CeMiSt researchers behind first large genetic analysis of important type of mold
Researchers from the DNRF’s Center for Microbial Secondary Metabolites (CeMiSt), in collaboration with researchers from the Technical University of Denmark and the United States, have studied mold fungus, and for the first time, the researchers have mapped genomes in 20 species of the section Nigri, which belongs to the Aspergillus species. The fungus Aspergillus plays an important role in a number of different areas, such as human health, agriculture, and industry. The study has been published in the scientific journal Nature Genetics.

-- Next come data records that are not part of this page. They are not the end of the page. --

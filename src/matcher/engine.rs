use crate::errors::{RouteError, RouteResult};
use crate::matcher::result::{RouteMatch, ValueList};

/// Executable form of a compiled pattern. Sources the plain engine's
/// dialect covers run on it; sources using lookahead (every non-strict or
/// non-ending compilation emits one) fall up to the backtracking engine.
#[derive(Debug, Clone)]
pub enum RouteRegex {
    Standard(regex::Regex),
    Fancy(fancy_regex::Regex),
}

impl RouteRegex {
    pub fn new(source: &str, case_insensitive: bool) -> RouteResult<Self> {
        let expression = if case_insensitive {
            format!("(?i){source}")
        } else {
            source.to_string()
        };

        if let Ok(regex) = regex::Regex::new(&expression) {
            return Ok(Self::Standard(regex));
        }
        match fancy_regex::Regex::new(&expression) {
            Ok(regex) => Ok(Self::Fancy(regex)),
            Err(err) => Err(RouteError::ExpressionRejected {
                expression,
                reason: err.to_string(),
            }),
        }
    }

    #[tracing::instrument(level = "trace", skip(self), fields(path = %path))]
    pub fn find(&self, path: &str) -> RouteResult<Option<RouteMatch>> {
        let hit = match self {
            Self::Standard(regex) => regex.captures(path).map(collect_standard),
            Self::Fancy(regex) => regex.captures(path)?.map(collect_fancy),
        };
        Ok(hit.and_then(RouteMatch::non_empty))
    }
}

fn collect_standard(caps: regex::Captures<'_>) -> RouteMatch {
    let matched = caps
        .get(0)
        .map(|m| m.as_str().to_string())
        .unwrap_or_default();
    let values: ValueList = (1..caps.len())
        .map(|i| caps.get(i).map(|m| m.as_str().to_string()))
        .collect();
    RouteMatch::new(matched, values)
}

fn collect_fancy(caps: fancy_regex::Captures<'_>) -> RouteMatch {
    let matched = caps
        .get(0)
        .map(|m| m.as_str().to_string())
        .unwrap_or_default();
    let values: ValueList = (1..caps.len())
        .map(|i| caps.get(i).map(|m| m.as_str().to_string()))
        .collect();
    RouteMatch::new(matched, values)
}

Professor with special responsibilities Mikael Rørdam Andersen, Professor Jens Frisvad, Assistant Professor Tammi Vesth, and Professor Thomas Ostenfeld Larsen from basic research center CeMiSt are all part of a large research team from the Technical University of Denmark and the United States that undertook the first large analysis of the group section Nigri, a subgroup of the widespread species of mold fungus called Aspergillus. The species plays an important role in a number of areas, including biotechnology, fermentation, and agriculture, and the study is part of a large and lengthy analytical work on 300 Aspergillus fungi.
Initially, six fungus genomes from the Nigri section were mapped, and in the new study, which has been published in the scientific journal Nature Genetics, the researchers have sequenced 23 more genomes in the section. The work is an important step toward understanding the fungi’s usage potential and creates a basis for further research and comparative studies, both within other species in the Nigri section and within the Aspergillus species in general.
“Comparison within and across a taxonomic section allows us to build a genetic profile for that section, which can be connected to the phenotypes (known characteristics) of the species in the section,” explained Professor Mikael Andersen from CeMiSt, who is the study’s senior author. He continued:
“This is quite useful in many regards, for instance, to identify new, unique enzymes or to link an interesting bioactive compound to the biosynthetic genes. This paves the way for new, sustainable cell factories.”
In the extensive study, the research team discovered thousands of new genes in the fungus. Especially in the Nigri section, the researchers were able to identify species-typical genes related to the microorganisms’ secondary metabolites, gene regulation, and the regulation of proteins. According to Professor Andersen, this study is just the beginning of the exploration of genome profiling in Aspergillus.
“Many more interesting discoveries are on the way; the diversity is enormous, and the potential for bioenergy, biotechnology, and biotherapeutics in each and every species is staggering.”